── Data to process ──
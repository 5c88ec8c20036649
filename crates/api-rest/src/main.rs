//! Standalone REST API server binary.
//!
//! ## Purpose
//! Runs the REST API server on its own, configured from the environment (and `.env`).
//!
//! ## Intended use
//! Useful for development when only the REST server (with OpenAPI/Swagger UI) is wanted. The
//! workspace's main `followup-run` binary serves the same application.

use tracing_subscriber::{layer::SubscriberExt, util::SubscriberInitExt};

/// Main entry point for the follow-up REST API server
///
/// # Environment Variables
/// - `FOLLOWUP_REST_ADDR`: Server address (default: "127.0.0.1:8000")
/// - `FOLLOWUP_CORS_ORIGIN`: Allowed front-end origin (default: "http://localhost:3000")
/// - `FOLLOWUP_*`: storage, template, PDF and portal settings
///
/// # Errors
/// Returns an error if:
/// - the logging/tracing configuration cannot be initialised,
/// - the configuration is invalid,
/// - the server address cannot be bound, or
/// - the HTTP server fails while running.
#[tokio::main]
async fn main() -> anyhow::Result<()> {
    dotenvy::dotenv().ok();

    tracing_subscriber::registry()
        .with(
            tracing_subscriber::EnvFilter::from_default_env()
                .add_directive("api_rest=info".parse()?)
                .add_directive("followup_core=info".parse()?)
                .add_directive("followup_portal=info".parse()?),
        )
        .with(tracing_subscriber::fmt::layer())
        .init();

    let (addr, app) = api_rest::app_from_lookup(|key| std::env::var(key).ok())?;

    tracing::info!("-- Starting follow-up REST API on {}", addr);
    api_rest::serve(&addr, app).await?;

    Ok(())
}
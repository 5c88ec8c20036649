//! # Follow-up Types
//!
//! Small validated value types shared by every crate in the workspace.
//!
//! - [`NonEmptyText`]: trimmed text that is guaranteed to contain something
//! - [`SafeFileName`]: a file stem that is safe to create on Windows, macOS and Linux

mod file_name;
mod text;

pub use file_name::{SafeFileName, ALLOWED_PUNCTUATION, MAX_FILE_STEM_CHARS};
pub use text::{NonEmptyText, TextError};
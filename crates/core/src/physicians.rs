//! Physician registry.
//!
//! The registry is a JSON array in a single file. Older stores hold plain strings
//! (`["Dr. A"]`); current stores hold objects (`[{"name": "Dr. A"}]`). Both are read, and
//! the file is always rewritten in the object form.
//!
//! Every add takes the registry lock for the whole read-modify-write and persists through a
//! temporary file plus rename, so concurrent adds of the same name store it once.

use crate::{write_atomic, FollowUpError, FollowUpResult};
use followup_types::NonEmptyText;
use serde::{Deserialize, Serialize};
use std::fs;
use std::path::{Path, PathBuf};
use std::sync::Mutex;

#[derive(Debug, Deserialize)]
#[serde(untagged)]
enum StoredPhysician {
    Name(String),
    Record { name: String },
}

impl StoredPhysician {
    fn into_name(self) -> String {
        match self {
            StoredPhysician::Name(name) | StoredPhysician::Record { name } => name,
        }
    }
}

#[derive(Serialize)]
struct PhysicianRecord<'a> {
    name: &'a str,
}

/// Result of [`PhysicianRegistry::add`].
#[derive(Debug, Clone, PartialEq, Eq)]
pub enum AddPhysicianOutcome {
    /// The name was appended to the store.
    Added(NonEmptyText),
    /// A case-insensitive match was already stored; carries the stored spelling.
    AlreadyExists(NonEmptyText),
}

impl AddPhysicianOutcome {
    pub fn name(&self) -> &NonEmptyText {
        match self {
            AddPhysicianOutcome::Added(name) | AddPhysicianOutcome::AlreadyExists(name) => name,
        }
    }

    pub fn message(&self) -> String {
        match self {
            AddPhysicianOutcome::Added(name) => format!("Physician '{name}' added."),
            AddPhysicianOutcome::AlreadyExists(name) => {
                format!("Physician '{name}' already exists.")
            }
        }
    }
}

/// File-backed list of physician names.
#[derive(Debug)]
pub struct PhysicianRegistry {
    path: PathBuf,
    lock: Mutex<()>,
}

impl PhysicianRegistry {
    /// Opens the registry at `path`, creating an empty store (and its directory) if missing.
    ///
    /// # Errors
    ///
    /// Returns `FollowUpError::StoreWrite` if the empty store cannot be created.
    pub fn open(path: impl Into<PathBuf>) -> FollowUpResult<Self> {
        let path = path.into();
        if !path.exists() {
            if let Some(parent) = path.parent().filter(|p| !p.as_os_str().is_empty()) {
                fs::create_dir_all(parent).map_err(FollowUpError::StoreWrite)?;
            }
            write_atomic(&path, b"[]").map_err(FollowUpError::StoreWrite)?;
            tracing::info!("created physician store at {}", path.display());
        }
        Ok(Self {
            path,
            lock: Mutex::new(()),
        })
    }

    pub fn path(&self) -> &Path {
        &self.path
    }

    /// Returns all stored names in storage order.
    ///
    /// # Errors
    ///
    /// Returns `StoreRead` if the file cannot be read, or `StoreParse` if it is not a JSON
    /// array of names.
    pub fn list(&self) -> FollowUpResult<Vec<String>> {
        let _guard = self.lock.lock().unwrap_or_else(|poisoned| poisoned.into_inner());
        self.read_names()
    }

    /// Adds `name` unless a case-insensitive duplicate is already stored.
    ///
    /// The name is trimmed first. Existing entries are kept in order and the new name is
    /// appended.
    ///
    /// # Errors
    ///
    /// Returns `InvalidInput` for a blank name, or a store error if reading or writing fails.
    pub fn add(&self, name: &str) -> FollowUpResult<AddPhysicianOutcome> {
        let name = NonEmptyText::new(name)
            .map_err(|_| FollowUpError::InvalidInput("Physician name is required.".into()))?;

        let _guard = self.lock.lock().unwrap_or_else(|poisoned| poisoned.into_inner());
        let mut names = self.read_names()?;

        if let Some(existing) = names.iter().find(|n| name.eq_ignore_case(n)) {
            let stored = NonEmptyText::new(existing).unwrap_or_else(|_| name.clone());
            tracing::debug!("physician already registered: {}", stored);
            return Ok(AddPhysicianOutcome::AlreadyExists(stored));
        }

        names.push(name.as_str().to_owned());
        self.write_names(&names)?;
        tracing::info!("registered physician {}", name);

        Ok(AddPhysicianOutcome::Added(name))
    }

    fn read_names(&self) -> FollowUpResult<Vec<String>> {
        let contents = fs::read_to_string(&self.path).map_err(FollowUpError::StoreRead)?;
        if contents.trim().is_empty() {
            return Ok(Vec::new());
        }
        let stored: Vec<StoredPhysician> =
            serde_json::from_str(&contents).map_err(FollowUpError::StoreParse)?;
        Ok(stored.into_iter().map(StoredPhysician::into_name).collect())
    }

    fn write_names(&self, names: &[String]) -> FollowUpResult<()> {
        let records: Vec<PhysicianRecord<'_>> =
            names.iter().map(|name| PhysicianRecord { name }).collect();
        let json = serde_json::to_vec_pretty(&records).map_err(FollowUpError::Serialization)?;
        write_atomic(&self.path, &json).map_err(FollowUpError::StoreWrite)
    }
}
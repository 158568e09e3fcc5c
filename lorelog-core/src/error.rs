// Copyright 2025 Lorelog (https://github.com/lorelog)
//
// This program is free software: you can redistribute it and/or modify
// it under the terms of the GNU Affero General Public License as published by
// the Free Software Foundation, either version 3 of the License, or
// (at your option) any later version.
//
// This program is distributed in the hope that it will be useful,
// but WITHOUT ANY WARRANTY; without even the implied warranty of
// MERCHANTABILITY or FITNESS FOR A PARTICULAR PURPOSE. See the
// GNU Affero General Public License for more details.
//
// You should have received a copy of the GNU Affero General Public License
// along with this program. If not, see <https://www.gnu.org/licenses/>.

//! Lorelog error types

use std::path::Path;
use thiserror::Error;

/// Result type for lorelog operations
pub type Result<T> = std::result::Result<T, LorelogError>;

/// Errors that can occur across the ingestion subsystem.
///
/// Per-record problems (malformed lines, unknown type tags, failed
/// validation) are deliberately *not* represented here: those are absorbed
/// into [`crate::record::DecodeFailure`] records or validity flags on the
/// event itself and never propagate out of the poll loop.
#[derive(Debug, Error)]
pub enum LorelogError {
    /// Configuration problem detected before the poll loop starts.
    /// This is the only class of error that is allowed to be fatal.
    #[error("Configuration error: {0}")]
    Config(String),

    /// The watched journal directory was never configured.
    #[error("No journal directory configured")]
    NoJournalDirectory,

    /// IO error while reading a journal file or the position ledger.
    #[error("IO error: {0}")]
    Io(#[from] std::io::Error),

    /// Serialization error (position ledger, config round-trips).
    #[error("Serialization error: {0}")]
    Serialization(#[from] serde_json::Error),

    /// The tailer thread could not be joined cleanly on shutdown.
    #[error("Tailer thread panicked")]
    TailerPanicked,
}

impl LorelogError {
    /// Build a config error from a path plus a reason.
    pub fn config_at(path: &Path, reason: impl std::fmt::Display) -> Self {
        LorelogError::Config(format!("{}: {}", path.display(), reason))
    }
}

/// Structured error payload for the query surface.
///
/// Returned to callers that pass an unsupported category or otherwise
/// malformed query input. Queries against an empty store are *not* errors;
/// they return empty results.
#[derive(Debug, Clone, PartialEq, Eq, Error)]
pub enum QueryError {
    /// The requested category is not in the closed category set.
    #[error("Unknown category '{got}', expected one of: {expected}")]
    UnknownCategory { got: String, expected: String },

    /// A query limit of zero would always return nothing.
    #[error("Query limit must be greater than zero")]
    ZeroLimit,

    /// The time range is inverted (end before start).
    #[error("Invalid time range: end {end} is before start {start}")]
    InvalidTimeRange { start: String, end: String },
}
// Copyright 2025 Lorelog (https://github.com/lorelog)
//
// This program is free software: you can redistribute it and/or modify
// it under the terms of the GNU Affero General Public License as published by
// the Free Software Foundation, either version 3 of the License, or
// (at your option) any later version.
//
// This program is distributed in the hope that it will be useful,
// but WITHOUT ANY WARRANTY; without even the implied warranty of
// MERCHANTABILITY or FITNESS FOR A PARTICULAR PURPOSE. See the
// GNU Affero General Public License for more details.
//
// You should have received a copy of the GNU Affero General Public License
// along with this program. If not, see <https://www.gnu.org/licenses/>.

//! Incremental line reads
//!
//! Reads the bytes appended to a journal file since a stored offset and
//! splits them into complete lines. The returned offset only ever advances
//! past the last complete line boundary: a trailing fragment the writer
//! has not finished flushing stays unread and is picked up whole on a
//! later pass. Advancing past an incomplete line would lose that record
//! permanently, which is the primary correctness hazard of tailing.

use lorelog_core::RawRecord;
use std::fs::File;
use std::io::{Read, Seek, SeekFrom};
use std::path::Path;

/// Result of one incremental read.
#[derive(Debug)]
pub struct ReadBatch {
    /// Complete lines, in file order, with their starting byte offsets.
    pub records: Vec<RawRecord>,
    /// Offset of the first unconsumed byte; the caller stores this as the
    /// file's new position.
    pub new_offset: u64,
}

impl ReadBatch {
    fn empty(offset: u64) -> Self {
        Self {
            records: Vec::new(),
            new_offset: offset,
        }
    }
}

/// Read the complete lines appended past `start`.
///
/// With `drain` set the file is treated as finalized (rotated out): a
/// trailing line without a newline is emitted anyway, because no writer
/// will ever complete it.
pub fn read_new_lines(path: &Path, start: u64, drain: bool) -> std::io::Result<ReadBatch> {
    let mut file = File::open(path)?;
    let len = file.metadata()?.len();
    if len <= start {
        return Ok(ReadBatch::empty(start));
    }

    file.seek(SeekFrom::Start(start))?;
    let mut buf = Vec::with_capacity((len - start) as usize);
    file.take(len - start).read_to_end(&mut buf)?;

    let mut records = Vec::new();
    let mut line_start = 0usize;
    for (i, byte) in buf.iter().enumerate() {
        if *byte == b'\n' {
            records.push(make_record(path, start, &buf, line_start, i));
            line_start = i + 1;
        }
    }

    let mut new_offset = start + line_start as u64;
    if drain && line_start < buf.len() {
        records.push(make_record(path, start, &buf, line_start, buf.len()));
        new_offset = start + buf.len() as u64;
    }

    Ok(ReadBatch {
        records,
        new_offset,
    })
}

fn make_record(path: &Path, base: u64, buf: &[u8], from: usize, to: usize) -> RawRecord {
    let mut end = to;
    if end > from && buf[end - 1] == b'\r' {
        end -= 1;
    }
    RawRecord::new(path, base + from as u64, buf[from..end].to_vec())
}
───
> [Directions]:
Starting at the line that has "#[derive(Debug, Clone, PartialEq, Eq)]" and ending at the line that has "let path = path.into();", please write out the lines above exactly, leaving out all others.

> [Exercise solution]:
#[derive(Debug, Clone, PartialEq, Eq)]
pub enum AddPhysicianOutcome {
    /// The name was appended to the store.
    Added(NonEmptyText),
    /// A case-insensitive match was already stored; carries the stored spelling.
    AlreadyExists(NonEmptyText),
}

impl AddPhysicianOutcome {
    pub fn name(&self) -> &NonEmptyText {
        match self {
            AddPhysicianOutcome::Added(name) | AddPhysicianOutcome::AlreadyExists(name) => name,
        }
    }

    pub fn message(&self) -> String {
        match self {
            AddPhysicianOutcome::Added(name) => format!("Physician '{name}' added."),
            AddPhysicianOutcome::AlreadyExists(name) => {
                format!("Physician '{name}' already exists.")
            }
        }
    }
}

/// File-backed list of physician names.
#[derive(Debug)]
pub struct PhysicianRegistry {
    path: PathBuf,
    lock: Mutex<()>,
}

impl PhysicianRegistry {
    /// Opens the registry at `path`, creating an empty store (and its directory) if missing.
    ///
    /// # Errors
    ///
    /// Returns `FollowUpError::StoreWrite` if the empty store cannot be created.
    pub fn open(path: impl Into<PathBuf>) -> FollowUpResult<Self> {
        let path = path.into();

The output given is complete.